* WHAT YOU HAVE TO DO:
Pull every line containing "clone" from the entries.

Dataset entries
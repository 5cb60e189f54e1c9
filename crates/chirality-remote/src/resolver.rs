//! Resolver backed by a chat-completions endpoint

use crate::error::TransportError;
use crate::payload::parse_payload;
use crate::retry::RetryPolicy;
use crate::transport::{ChatMessage, ChatRequest, ChatTransport, ResponseFormat};
use async_trait::async_trait;
use chirality_algebra::{RawGrid, RequestPayload, ResolutionError, ResolveRequest, Resolver};
use chirality_core::{canonicalize, BackendDescriptor, Dimensions, Grid, GridKind, OperationKind};
use serde::Serialize;
use std::fmt;
use std::sync::Arc;
use tracing::{debug, warn};

/// Default completion token ceiling
pub const DEFAULT_MAX_TOKENS: u32 = 2000;

/// Sampling temperature used for `kind`
#[must_use]
pub fn temperature(kind: OperationKind) -> f32 {
    match kind {
        OperationKind::Merge | OperationKind::Interpret => 0.5,
        OperationKind::Combine | OperationKind::Elementwise | OperationKind::Expand => 0.7,
    }
}

#[derive(Serialize)]
struct InputValues<'a> {
    kind: GridKind,
    shape: Dimensions,
    cells: Vec<Vec<&'a str>>,
}

/// User message: the hashed request payload plus the input values
#[derive(Serialize)]
struct UserMessage<'a> {
    request: &'a RequestPayload,
    inputs: Vec<InputValues<'a>>,
}

/// Resolves operations by asking a chat model for a JSON grid
pub struct RemoteResolver {
    transport: Arc<dyn ChatTransport>,
    vendor: String,
    model: String,
    version: Option<String>,
    max_tokens: u32,
    policy: RetryPolicy,
}

impl fmt::Debug for RemoteResolver {
    fn fmt(&self, f: &mut fmt::Formatter<'_>) -> fmt::Result {
        f.debug_struct("RemoteResolver")
            .field("vendor", &self.vendor)
            .field("model", &self.model)
            .field("max_tokens", &self.max_tokens)
            .field("policy", &self.policy)
            .finish_non_exhaustive()
    }
}

impl RemoteResolver {
    pub fn new(transport: Arc<dyn ChatTransport>, model: impl Into<String>) -> Self {
        Self {
            transport,
            vendor: "openai".into(),
            model: model.into(),
            version: None,
            max_tokens: DEFAULT_MAX_TOKENS,
            policy: RetryPolicy::default(),
        }
    }

    #[must_use]
    pub fn with_vendor(mut self, vendor: impl Into<String>) -> Self {
        self.vendor = vendor.into();
        self
    }

    #[must_use]
    pub fn with_version(mut self, version: impl Into<String>) -> Self {
        self.version = Some(version.into());
        self
    }

    #[must_use]
    pub fn with_max_tokens(mut self, max_tokens: u32) -> Self {
        self.max_tokens = max_tokens;
        self
    }

    #[must_use]
    pub fn with_policy(mut self, policy: RetryPolicy) -> Self {
        self.policy = policy;
        self
    }

    pub fn policy(&self) -> &RetryPolicy {
        &self.policy
    }

    fn chat_request(
        &self,
        kind: OperationKind,
        inputs: &[&Grid],
        request: &ResolveRequest,
    ) -> Result<ChatRequest, ResolutionError> {
        let message = UserMessage {
            request: &request.user,
            inputs: inputs
                .iter()
                .map(|g| InputValues {
                    kind: g.kind(),
                    shape: g.dimensions(),
                    cells: (0..g.rows())
                        .filter_map(|r| g.row(r))
                        .map(|row| row.iter().map(|cell| cell.text()).collect())
                        .collect(),
                })
                .collect(),
        };
        Ok(ChatRequest {
            model: self.model.clone(),
            messages: vec![
                ChatMessage::system(request.system.clone()),
                ChatMessage::user(canonicalize(&message)?),
            ],
            temperature: temperature(kind),
            max_tokens: self.max_tokens,
            response_format: ResponseFormat::json_object(),
        })
    }

    async fn attempt(&self, chat: &ChatRequest) -> Result<String, TransportError> {
        tokio::time::timeout(self.policy.timeout, self.transport.complete(chat))
            .await
            .unwrap_or(Err(TransportError::Timeout))
    }
}

#[async_trait]
impl Resolver for RemoteResolver {
    async fn resolve(
        &self,
        kind: OperationKind,
        inputs: &[&Grid],
        request: &ResolveRequest,
    ) -> Result<RawGrid, ResolutionError> {
        let chat = self.chat_request(kind, inputs, request)?;
        let expected = request.user.target_shape;
        let max_attempts = self.policy.max_attempts.max(1);
        let mut last = String::new();

        for attempt in 0..max_attempts {
            match self.attempt(&chat).await {
                Ok(content) => {
                    debug!(%kind, model = %self.model, attempt = attempt + 1, "completion received");
                    // Malformed or mis-shaped payloads are final
                    return parse_payload(&content, expected);
                }
                Err(err) if err.is_transient() => {
                    warn!(
                        %kind,
                        attempt = attempt + 1,
                        max_attempts,
                        error = %err,
                        "resolver attempt failed - retrying"
                    );
                    last = err.to_string();
                    if attempt + 1 < max_attempts {
                        tokio::time::sleep(self.policy.delay_for(attempt)).await;
                    }
                }
                Err(err) => return Err(ResolutionError::Rejected(err.to_string())),
            }
        }

        Err(ResolutionError::Exhausted {
            attempts: max_attempts,
            last,
        })
    }

    fn backend(&self) -> BackendDescriptor {
        let backend = BackendDescriptor::new(self.vendor.clone(), self.model.clone());
        match &self.version {
            Some(version) => backend.with_version(version.clone()),
            None => backend,
        }
    }
}

#[cfg(test)]
mod tests {
    use super::*;
    use crate::transport::MockChatTransport;
    use chirality_algebra::{Algebra, AlgebraError, OperationContext};
    use chirality_test_utils::{fixed_timestamp, grid, test_thread};
    use mockall::predicate::function;
    use pretty_assertions::assert_eq;
    use std::sync::atomic::{AtomicUsize, Ordering};
    use std::time::Duration;

    fn fast_policy() -> RetryPolicy {
        RetryPolicy::new(3, Duration::ZERO, Duration::from_secs(5))
    }

    fn resolver(mock: MockChatTransport) -> RemoteResolver {
        RemoteResolver::new(Arc::new(mock), "gpt-4o").with_policy(fast_policy())
    }

    fn inputs() -> (Grid, Grid) {
        let thread = test_thread("remote");
        (
            grid(GridKind::A, &thread, &[&["x"]]),
            grid(GridKind::B, &thread, &[&["y"]]),
        )
    }

    #[tokio::test]
    async fn sends_json_request_and_parses_reply() {
        let mut mock = MockChatTransport::new();
        mock.expect_complete()
            .with(function(|req: &ChatRequest| {
                req.model == "gpt-4o"
                    && req.response_format == ResponseFormat::json_object()
                    && (req.temperature - 0.7).abs() < f32::EPSILON
                    && req.messages.len() == 2
                    && req.messages[0].role == "system"
                    && req.messages[1].content.contains("\"x\"")
                    && req.messages[1].content.contains("C = A * B")
            }))
            .times(1)
            .returning(|_| Ok(r#"{"shape":[1,1],"cells":[["x and y"]]}"#.to_string()));

        let (a, b) = inputs();
        let algebra = Algebra::new(Arc::new(resolver(mock)));
        let ctx = OperationContext::new(test_thread("remote"), fixed_timestamp());
        let (c, op) = algebra.combine(&a, &b, &ctx).await.unwrap();

        assert_eq!(c.values(), vec![vec!["x and y".to_string()]]);
        assert_eq!(op.backend().to_string(), "openai/gpt-4o");
    }

    #[tokio::test]
    async fn transient_failures_are_retried() {
        let calls = Arc::new(AtomicUsize::new(0));
        let seen = calls.clone();
        let mut mock = MockChatTransport::new();
        mock.expect_complete().times(3).returning(move |_| {
            if seen.fetch_add(1, Ordering::SeqCst) < 2 {
                Err(TransportError::Status {
                    status: 503,
                    body: "busy".into(),
                })
            } else {
                Ok(r#"{"text":"ok"}"#.to_string())
            }
        });

        let (a, b) = inputs();
        let algebra = Algebra::new(Arc::new(resolver(mock)));
        let ctx = OperationContext::new(test_thread("remote"), fixed_timestamp());
        let (m, _) = algebra.merge(&a, &b, &ctx).await.unwrap();
        assert_eq!(m.get(0, 0).unwrap().text(), "ok");
        assert_eq!(calls.load(Ordering::SeqCst), 3);
    }

    #[tokio::test]
    async fn exhaustion_is_transient_at_the_algebra_level() {
        let mut mock = MockChatTransport::new();
        mock.expect_complete()
            .times(3)
            .returning(|_| Err(TransportError::Connect("refused".into())));

        let (a, b) = inputs();
        let algebra = Algebra::new(Arc::new(resolver(mock)));
        let ctx = OperationContext::new(test_thread("remote"), fixed_timestamp());
        let err = algebra.merge(&a, &b, &ctx).await.unwrap_err();

        assert!(matches!(
            err,
            AlgebraError::Resolution(ResolutionError::Exhausted { attempts: 3, .. })
        ));
        assert!(err.is_transient());
    }

    #[tokio::test]
    async fn permanent_failures_are_not_retried() {
        let mut mock = MockChatTransport::new();
        mock.expect_complete().times(1).returning(|_| {
            Err(TransportError::Status {
                status: 401,
                body: "bad key".into(),
            })
        });

        let (a, b) = inputs();
        let request = ResolveRequest::build(
            OperationKind::Merge,
            &[&a, &b],
            Dimensions::new(1, 1),
            GridKind::D,
            &test_thread("remote"),
            "objectives",
        );
        let err = resolver(mock)
            .resolve(OperationKind::Merge, &[&a, &b], &request)
            .await
            .unwrap_err();
        assert!(matches!(err, ResolutionError::Rejected(_)));
    }

    #[tokio::test]
    async fn malformed_payload_is_not_retried() {
        let mut mock = MockChatTransport::new();
        mock.expect_complete()
            .times(1)
            .returning(|_| Ok(r#"{"shape":[2,2],"cells":[["a","b"],["c","d"]]}"#.to_string()));

        let (a, _) = inputs();
        let request = ResolveRequest::build(
            OperationKind::Interpret,
            &[&a],
            Dimensions::new(1, 1),
            GridKind::J,
            &test_thread("remote"),
            "objectives",
        );
        let err = resolver(mock)
            .resolve(OperationKind::Interpret, &[&a], &request)
            .await
            .unwrap_err();
        assert!(matches!(err, ResolutionError::ShapeMismatch { .. }));
    }

    #[derive(Debug)]
    struct StalledTransport;

    #[async_trait]
    impl ChatTransport for StalledTransport {
        async fn complete(&self, _request: &ChatRequest) -> Result<String, TransportError> {
            tokio::time::sleep(Duration::from_secs(3600)).await;
            Ok(r#"{"text":"late"}"#.to_string())
        }
    }

    #[tokio::test(start_paused = true)]
    async fn each_attempt_is_bounded_by_the_timeout() {
        let remote = RemoteResolver::new(Arc::new(StalledTransport), "gpt-4o").with_policy(
            RetryPolicy::new(2, Duration::from_secs(1), Duration::from_secs(10)),
        );
        let (a, _) = inputs();
        let request = ResolveRequest::build(
            OperationKind::Interpret,
            &[&a],
            Dimensions::new(1, 1),
            GridKind::J,
            &test_thread("remote"),
            "objectives",
        );
        let err = remote
            .resolve(OperationKind::Interpret, &[&a], &request)
            .await
            .unwrap_err();
        assert_eq!(
            err,
            ResolutionError::Exhausted {
                attempts: 2,
                last: TransportError::Timeout.to_string(),
            }
        );
    }

    #[test]
    fn temperatures_per_kind() {
        assert!((temperature(OperationKind::Merge) - 0.5).abs() < f32::EPSILON);
        assert!((temperature(OperationKind::Interpret) - 0.5).abs() < f32::EPSILON);
        assert!((temperature(OperationKind::Elementwise) - 0.7).abs() < f32::EPSILON);
    }

    #[test]
    fn backend_includes_version() {
        let remote = RemoteResolver::new(Arc::new(StalledTransport), "gpt-4o")
            .with_vendor("local")
            .with_version("2024-08");
        assert_eq!(remote.backend().to_string(), "local/gpt-4o@2024-08");
    }
}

* RESULT FOR THIS TASK:
            model: self.model.clone(),
                ChatMessage::system(request.system.clone()),
        let backend = BackendDescriptor::new(self.vendor.clone(), self.model.clone());
            Some(version) => backend.with_version(version.clone()),
        let seen = calls.clone();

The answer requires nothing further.